UCSD lands COVID-19 vaccine clinical trial site in National City

El Toyon Park.JPG
Posted at 4:10 PM, Sep 18, 2020

SAN DIEGO (KGTV) — UC San Diego was granted a temporary use permit by the city council in National City to use El Toyon Park to conduct a clinical vaccination trial.

The permit is good from Sept. 16 to Oct. 31, 2022, with a rental rate of $5,000 per month.

A spokesperson for UCSD Health said the site would be for the Janssen clinical trial, which is still awaiting final approval locally; more details could not be confirmed Friday.

The vaccination clinic would be set up in a parking lot at the park in National City, one of the communities heavily impacted by COVID-19.

Community advocates have been working with UCSD to inform potential participants in the South Bay about vaccine trials.

“The Chicano Federation has been working with a lot of our underserved communities, but also some of the hardest-hit communities by COVID-19, particularly the Latino communities,” said Roberto Alcantar, Chief Strategy Officer for the Chicano Federation. “One of the hot topics to come out of this is the issue with vaccinations.”

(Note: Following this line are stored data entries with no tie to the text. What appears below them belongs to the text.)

//! CLI integration tests for ragroute
//!
//! Tests the ragroute CLI commands end-to-end using assert_cmd.

use assert_cmd::Command;
use predicates::prelude::*;
use tempfile::TempDir;

/// Command with config and data isolated in `home`
#[allow(deprecated)]
fn ragroute_cmd(home: &TempDir) -> Command {
    let mut cmd = Command::cargo_bin("ragroute").unwrap();
    cmd.env("RAGROUTE_CONFIG_DIR", home.path().join("config"));
    cmd.env("RAGROUTE_DATA_DIR", home.path().join("data"));
    cmd.env("RUST_LOG", "ragroute=warn");
    cmd
}

fn route_json(home: &TempDir, args: &[&str]) -> serde_json::Value {
    let output = ragroute_cmd(home)
        .args(["--format", "json", "route"])
        .args(args)
        .assert()
        .success()
        .get_output()
        .stdout
        .clone();
    serde_json::from_slice(&output).unwrap()
}

#[test]
fn test_help_lists_commands() {
    let home = TempDir::new().unwrap();
    ragroute_cmd(&home)
        .arg("--help")
        .assert()
        .success()
        .stdout(predicate::str::contains("route"))
        .stdout(predicate::str::contains("feedback"))
        .stdout(predicate::str::contains("optimize"));
}

#[test]
fn test_classify() {
    let home = TempDir::new().unwrap();
    ragroute_cmd(&home)
        .args(["classify", "Show me the architecture picture"])
        .assert()
        .success()
        .stdout(predicate::str::starts_with("visual"));

    ragroute_cmd(&home)
        .args(["-q", "classify", "hello"])
        .assert()
        .success()
        .stdout("vague\n");
}

#[test]
fn test_handlers_lists_defaults() {
    let home = TempDir::new().unwrap();
    ragroute_cmd(&home)
        .arg("handlers")
        .assert()
        .success()
        .stdout(predicate::str::contains("table_rag"))
        .stdout(predicate::str::contains("graph_rag"))
        .stdout(predicate::str::contains("hyde_rag"));
}

#[test]
fn test_route_then_feedback_persists() {
    let home = TempDir::new().unwrap();

    let routed = route_json(
        &home,
        &["Compare revenue by region", "--handler", "table_rag"],
    );
    assert_eq!(routed["category"], "analytical");
    assert_eq!(routed["handler"], "table_rag");
    assert_eq!(routed["manual_override"], true);
    let interaction_id = routed["interaction_id"].as_str().unwrap().to_string();

    assert!(home.path().join("data").join("interactions.jsonl").exists());

    ragroute_cmd(&home)
        .args(["feedback", &interaction_id, "1.0"])
        .assert()
        .success()
        .stdout(predicate::str::contains("analytical / table_rag"));

    let output = ragroute_cmd(&home)
        .args(["--format", "json", "stats", "--category", "analytical"])
        .assert()
        .success()
        .get_output()
        .stdout
        .clone();
    let stats: serde_json::Value = serde_json::from_slice(&output).unwrap();
    let arm = &stats["analytical"]["table_rag"];
    assert_eq!(arm["pulls"], 3);
    assert!((arm["total_reward"].as_f64().unwrap() - 3.4).abs() < 1e-9);
    assert!(stats.get("factual").is_none());
}

#[test]
fn test_feedback_rejects_bad_input() {
    let home = TempDir::new().unwrap();
    ragroute_cmd(&home)
        .args(["feedback", "does-not-exist", "0.5"])
        .assert()
        .failure()
        .stderr(predicate::str::contains("not found"));

    let routed = route_json(&home, &["What is RAG?"]);
    let interaction_id = routed["interaction_id"].as_str().unwrap().to_string();
    ragroute_cmd(&home)
        .args(["feedback", &interaction_id, "1.5"])
        .assert()
        .failure()
        .stderr(predicate::str::contains("Invalid reward"));
}

#[test]
fn test_compare_records_nothing() {
    let home = TempDir::new().unwrap();
    ragroute_cmd(&home)
        .args([
            "compare",
            "What is RAG?",
            "--handlers",
            "naive_rag,hybrid_rag,bogus_rag",
        ])
        .assert()
        .success()
        .stdout(predicate::str::contains("[naive_rag]"))
        .stdout(predicate::str::contains("[bogus_rag] error E202"));

    let ledger = home.path().join("data").join("interactions.jsonl");
    let contents = std::fs::read_to_string(&ledger).unwrap_or_default();
    assert!(contents.is_empty());
}

#[test]
fn test_optimize_without_data() {
    let home = TempDir::new().unwrap();
    ragroute_cmd(&home)
        .arg("optimize")
        .assert()
        .success()
        .stdout(predicate::str::contains("Need at least 10"));
}

#[test]
fn test_leaderboard_json() {
    let home = TempDir::new().unwrap();
    let output = ragroute_cmd(&home)
        .args(["--format", "json", "leaderboard"])
        .assert()
        .success()
        .get_output()
        .stdout
        .clone();
    let board: serde_json::Value = serde_json::from_slice(&output).unwrap();
    assert_eq!(board.as_array().unwrap().len(), 11);
}

#[test]
fn test_reset_requires_force() {
    let home = TempDir::new().unwrap();
    ragroute_cmd(&home)
        .arg("reset")
        .assert()
        .failure()
        .stderr(predicate::str::contains("--force"));

    ragroute_cmd(&home)
        .args(["reset", "--force"])
        .assert()
        .success()
        .stdout(predicate::str::contains("reset to priors"));
}

#[test]
fn test_config_set_get_and_path() {
    let home = TempDir::new().unwrap();

    ragroute_cmd(&home)
        .args(["config", "set", "orchestrator.default_top_k", "7"])
        .assert()
        .success();

    ragroute_cmd(&home)
        .args(["config", "get", "orchestrator.default_top_k"])
        .assert()
        .success()
        .stdout("7\n");

    ragroute_cmd(&home)
        .args(["config", "path"])
        .assert()
        .success()
        .stdout(predicate::str::contains("config.toml"));

    ragroute_cmd(&home)
        .args(["config", "set", "analyzer.margin", "3"])
        .assert()
        .failure();

    let routed = route_json(&home, &["What is RAG?"]);
    assert_eq!(routed["top_k"], 7);
}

Alcantar said concerns were raised over a different trial that was set to begin in the South Bay earlier this month; it was later put on hold. But UCSD quickly worked with the federation to ensure residents in the trial areas would get the information needed to make informed decisions if they wanted to participate.

“We’re happy to see that UCSD is taking the lead in National City, and it’s not some other group because we know that they’re doing the best that they can to provide the right information,” he said. “If there are trials that are happening out there that are unethical or targeting people of color with incentives, we’ll call them out.”

UCSD researchers previously said they hoped to focus on recruiting people for the trials from underserved communities with the highest rate of COVID-19.

The San Diego Latino Health Coalition, which includes the Chicano Federation and several other nonprofit organizations, will continue community outreach efforts before the trial officially begins.

“We’re very effective at getting the information out, and people are receptive to us because they trust us, they know us, we’ve been working with them for decades,” said Alcantar.

There’s no word on when the trial will start, but soon there may be three clinical trials running simultaneously with two focused primarily on the South Bay.